Controle de comportamento chinês é o mais elaborado da História
Longe de ser um freio ao seu domínio, a web impulsionada pela IA está, ao contrário, se tornando o reator nuclear de regimes autoritários. Pior ainda, alguns empresários, como Jack Ma, fundador do Alibaba, acreditam que a IA permitirá ao partido comunista chinês pilotar a economia melhor do que o mercado capitalista!
A democracia liberal que, 20 anos atrás, julgava ter vencido por nocaute todos os outros regimes, poderá voltar a ser minoritária no planeta; o autoritarismo digital avança a passos largos.
A China, sublinha [o economista e ensaísta francês] Olivier Babeau, “implementou no espaço de poucos anos o sistema de controle de comportamento mais elaborado e implacável da História”.
Intelectuais e pesquisadores libertários acreditavam que a tecnologia mudaria profundamente a natureza da humanidade. Na realidade, nossa violência e nossa estrutura hormonal mudam muito menos rapidamente do que a tecnologia.
Nossas paixões são projetadas diretamente no espaço digital – ódio, violência, desinformação, influência e contrainfluência.
O Estado poderá impor limites ao cruzamento de dados? Esses limites deveriam se tornar tão sagrados para nosso regime quanto a separação dos poderes.
Eles seriam pelo menos igualmente importantes para limitar a concentração do poder nas mãos de poucos, algo de que, como observou Montesquieu, todo homem está tentado a abusar.
Nem é preciso dizer que no momento não estamos seguindo o caminho de tal limitação. Edward Snowden revelou que os serviços de inteligência rastreiam o cidadão ocidental graças à colaboração das gigantes da internet.
Ninguém havia antecipado que mesmo os Estados democráticos desenvolveriam sistemas de controle e de bloqueio da vida digital dos cidadãos.
Contrariamente à visão de 1995, a internet fortalece o poder dos fortes e enfraquece os fracos. Acima de tudo, a revolução tecnológica fortaleceu sobretudo os tiranos.
Até o cocriador da web, Tim Berners-Lee, está desapontado, ao dizer para a Vanity Fair: “A web deveria servir a humanidade, mas é um fracasso em muitos aspectos”.
A Europa embarcou avidamente na tese do fim da História defendida por Fukuyama. Abraçou-a com prazer. Ela não indicava que o Ocidente era o eterno vencedor da história?

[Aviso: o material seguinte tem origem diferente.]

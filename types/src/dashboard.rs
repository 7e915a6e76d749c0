//! Fixed figures shown on the admin dashboard.
//!
//! None of this is fetched or persisted. The dashboard renders the same
//! values whichever credentials opened the gate.

#[derive(Debug, Clone, Copy, PartialEq, Eq)]
pub struct SummaryCounts {
    pub students: u32,
    pub companies: u32,
    pub internships: u32,
}

#[derive(Debug, Clone, Copy, PartialEq, Eq)]
pub struct StudentRegistration {
    pub name: &'static str,
    pub email: &'static str,
    pub department: &'static str,
}

#[derive(Debug, Clone, Copy, PartialEq, Eq)]
pub enum ApprovalStatus {
    Approved,
    Pending,
}

impl ApprovalStatus {
    pub fn label(self) -> &'static str {
        match self {
            ApprovalStatus::Approved => "Approved",
            ApprovalStatus::Pending => "Pending",
        }
    }
}

#[derive(Debug, Clone, Copy, PartialEq, Eq)]
pub struct CompanyRegistration {
    pub name: &'static str,
    pub industry: &'static str,
    pub status: ApprovalStatus,
}

/// Buttons in the "Admin Actions" panel. They are placeholders and carry no
/// behavior.
#[derive(Debug, Clone, Copy, PartialEq, Eq, Hash)]
pub enum AdminAction {
    ManageUsers,
    ApproveCompanies,
    ReviewInternships,
    GenerateReports,
}

impl AdminAction {
    pub const ALL: [AdminAction; 4] = [
        AdminAction::ManageUsers,
        AdminAction::ApproveCompanies,
        AdminAction::ReviewInternships,
        AdminAction::GenerateReports,
    ];

    pub fn label(self) -> &'static str {
        match self {
            AdminAction::ManageUsers => "Manage Users",
            AdminAction::ApproveCompanies => "Approve Companies",
            AdminAction::ReviewInternships => "Review Internships",
            AdminAction::GenerateReports => "Generate Reports",
        }
    }
}

#[derive(Debug, Clone, Copy, PartialEq, Eq)]
pub struct DashboardSnapshot {
    pub summary: SummaryCounts,
    pub students: &'static [StudentRegistration],
    pub companies: &'static [CompanyRegistration],
}

pub const DASHBOARD: DashboardSnapshot = DashboardSnapshot {
    summary: SummaryCounts {
        students: 1234,
        companies: 87,
        internships: 156,
    },
    students: &[
        StudentRegistration {
            name: "John Doe",
            email: "john.doe@fcrit.ac.in",
            department: "Computer Engineering",
        },
        StudentRegistration {
            name: "Jane Smith",
            email: "jane.smith@fcrit.ac.in",
            department: "Information Technology",
        },
        StudentRegistration {
            name: "Mike Johnson",
            email: "mike.johnson@fcrit.ac.in",
            department: "Mechanical Engineering",
        },
    ],
    companies: &[
        CompanyRegistration {
            name: "TechCorp Inc.",
            industry: "Information Technology",
            status: ApprovalStatus::Approved,
        },
        CompanyRegistration {
            name: "InnovateX",
            industry: "Software Development",
            status: ApprovalStatus::Pending,
        },
        CompanyRegistration {
            name: "Global Solutions Ltd.",
            industry: "Consulting",
            status: ApprovalStatus::Approved,
        },
    ],
};

/// Format a counter with `,` between each group of three digits.
pub fn format_count(n: u32) -> String {
    let digits = n.to_string();
    let mut out = String::with_capacity(digits.len() + digits.len() / 3);

    for (i, c) in digits.chars().enumerate() {
        if i > 0 && (digits.len() - i) % 3 == 0 {
            out.push(',');
        }
        out.push(c);
    }

    out
}
//! Run configurations and toolchain selection.
//!
//! A run configuration names the packaging target an installation was
//! built for (`ubuntu2004`, `mac11`, `win64`, ...). The host OS always
//! drives the loader tests; the configuration contributes bitness and the
//! Visual Studio generator on Windows.

use std::fmt;
use std::str::FromStr;

use serde::{Deserialize, Serialize};

use crate::domain::ProbeFlavor;
use crate::platform::TargetOs;

/// Default Visual Studio major version when none is given.
pub const DEFAULT_MSVC_VERSION: u32 = 16;

/// Configuration validation error.
#[derive(Debug, Clone, PartialEq, Eq, thiserror::Error)]
pub enum ConfigError {
    #[error("Unknown run configuration '{0}' (expected one of: {known})", known = RunConfiguration::known_keys())]
    UnknownConfiguration(String),

    #[error("MSVC version can only be set for Windows configurations, not '{0}'")]
    MsvcOnNonWindows(String),

    #[error("MSVC version must be an integer, got '{0}'")]
    MsvcNotInteger(String),

    #[error("Unsupported MSVC version {0} (supported: 15, 16, 17)")]
    UnsupportedMsvc(u32),

    #[error("Unknown probe selection '{0}' (expected all, static, delayed or python)")]
    UnknownProbeSelection(String),
}

/// Pointer width of the packaged build.
#[derive(Debug, Clone, Copy, PartialEq, Eq, Serialize, Deserialize)]
#[serde(rename_all = "lowercase")]
pub enum Bitness {
    X86,
    X64,
}

impl Bitness {
    /// Value for CMake's `-A` platform option.
    pub const fn cmake_platform(self) -> &'static str {
        match self {
            Self::X86 => "Win32",
            Self::X64 => "x64",
        }
    }
}

impl fmt::Display for Bitness {
    fn fmt(&self, f: &mut fmt::Formatter<'_>) -> fmt::Result {
        f.pad(match self {
            Self::X86 => "x86",
            Self::X64 => "x64",
        })
    }
}

/// One known packaging target.
#[derive(Debug, Clone, Copy, PartialEq, Eq, Serialize)]
pub struct RunConfiguration {
    pub key: &'static str,
    pub os: TargetOs,
    pub bitness: Bitness,
    pub os_version: &'static str,
}

const CONFIGURATIONS: &[RunConfiguration] = &[
    RunConfiguration {
        key: "ubuntu1804",
        os: TargetOs::Linux,
        bitness: Bitness::X64,
        os_version: "18.04",
    },
    RunConfiguration {
        key: "ubuntu2004",
        os: TargetOs::Linux,
        bitness: Bitness::X64,
        os_version: "20.04",
    },
    RunConfiguration {
        key: "mac1015",
        os: TargetOs::MacOs,
        bitness: Bitness::X64,
        os_version: "10.15",
    },
    RunConfiguration {
        key: "mac11",
        os: TargetOs::MacOs,
        bitness: Bitness::X64,
        os_version: "11",
    },
    RunConfiguration {
        key: "win32",
        os: TargetOs::Windows,
        bitness: Bitness::X86,
        os_version: "10",
    },
    RunConfiguration {
        key: "win64",
        os: TargetOs::Windows,
        bitness: Bitness::X64,
        os_version: "10",
    },
];

impl RunConfiguration {
    pub const fn all() -> &'static [Self] {
        CONFIGURATIONS
    }

    /// Look up a configuration by key (case-insensitive).
    pub fn find(key: &str) -> Result<Self, ConfigError> {
        CONFIGURATIONS
            .iter()
            .find(|c| c.key.eq_ignore_ascii_case(key.trim()))
            .copied()
            .ok_or_else(|| ConfigError::UnknownConfiguration(key.to_string()))
    }

    /// Comma-separated list of every known key.
    pub fn known_keys() -> String {
        CONFIGURATIONS
            .iter()
            .map(|c| c.key)
            .collect::<Vec<_>>()
            .join(", ")
    }

    /// Resolve the MSVC version for this configuration.
    ///
    /// Non-Windows configurations reject any explicit value. Windows
    /// configurations fall back to [`DEFAULT_MSVC_VERSION`].
    pub fn msvc_version(&self, requested: Option<&str>) -> Result<Option<MsvcVersion>, ConfigError> {
        if self.os != TargetOs::Windows {
            return match requested {
                Some(_) => Err(ConfigError::MsvcOnNonWindows(self.key.to_string())),
                None => Ok(None),
            };
        }
        let version = match requested {
            Some(raw) => raw
                .trim()
                .parse::<u32>()
                .map_err(|_| ConfigError::MsvcNotInteger(raw.to_string()))?,
            None => DEFAULT_MSVC_VERSION,
        };
        MsvcVersion::new(version).map(Some)
    }
}

impl fmt::Display for RunConfiguration {
    fn fmt(&self, f: &mut fmt::Formatter<'_>) -> fmt::Result {
        write!(f, "{} ({} {}, {})", self.key, self.os, self.os_version, self.bitness)
    }
}

/// A supported Visual Studio major version.
#[derive(Debug, Clone, Copy, PartialEq, Eq, Serialize)]
pub struct MsvcVersion(u32);

impl MsvcVersion {
    /// [`DEFAULT_MSVC_VERSION`].
    pub const DEFAULT: Self = Self(DEFAULT_MSVC_VERSION);

    pub const fn new(version: u32) -> Result<Self, ConfigError> {
        match version {
            15..=17 => Ok(Self(version)),
            other => Err(ConfigError::UnsupportedMsvc(other)),
        }
    }

    pub const fn major(self) -> u32 {
        self.0
    }

    /// CMake configure arguments selecting the Visual Studio generator.
    pub fn generator_args(self, bitness: Bitness) -> Vec<String> {
        match self.0 {
            15 => {
                let mut generator = "Visual Studio 15 2017".to_string();
                if bitness == Bitness::X64 {
                    generator.push_str(" Win64");
                }
                vec!["-G".to_string(), generator]
            }
            major => {
                let year = if major == 16 { 2019 } else { 2022 };
                vec![
                    "-G".to_string(),
                    format!("Visual Studio {major} {year}"),
                    "-A".to_string(),
                    bitness.cmake_platform().to_string(),
                ]
            }
        }
    }
}

/// Which probes a suite run includes.
#[derive(Debug, Clone, Copy, PartialEq, Eq, Default)]
pub enum ProbeSelection {
    #[default]
    All,
    Static,
    Delayed,
    Python,
}

impl ProbeSelection {
    /// Flavors to run, in suite order.
    pub fn flavors(self) -> &'static [ProbeFlavor] {
        match self {
            Self::All => &ProbeFlavor::ALL,
            Self::Static => &[ProbeFlavor::StaticLink],
            Self::Delayed => &[ProbeFlavor::DelayedLoad],
            Self::Python => &[ProbeFlavor::Python],
        }
    }
}

impl FromStr for ProbeSelection {
    type Err = ConfigError;

    fn from_str(s: &str) -> Result<Self, Self::Err> {
        match s.trim().to_ascii_lowercase().as_str() {
            "all" => Ok(Self::All),
            "static" | "static-link" => Ok(Self::Static),
            "delayed" | "delayed-load" => Ok(Self::Delayed),
            "python" => Ok(Self::Python),
            _ => Err(ConfigError::UnknownProbeSelection(s.to_string())),
        }
    }
}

A partir de 1992, a Europa adormece, expande-se infinitamente, desarma-se, destrói suas fronteiras externas, deixa de investir, perde o interesse pelas novas tecnologias e torna-se um gigantesco Estado-providência, benevolente e solidário.
Resultado: a Europa de 2023 está perfeitamente adaptada ao mundo de 1823 depois do Congresso de Viena, que organizou o concerto das nações para regular a Europa pós-napoleônica.
Mas, de forma alguma, ao mundo tecnológico, cruel e instável que está chegando.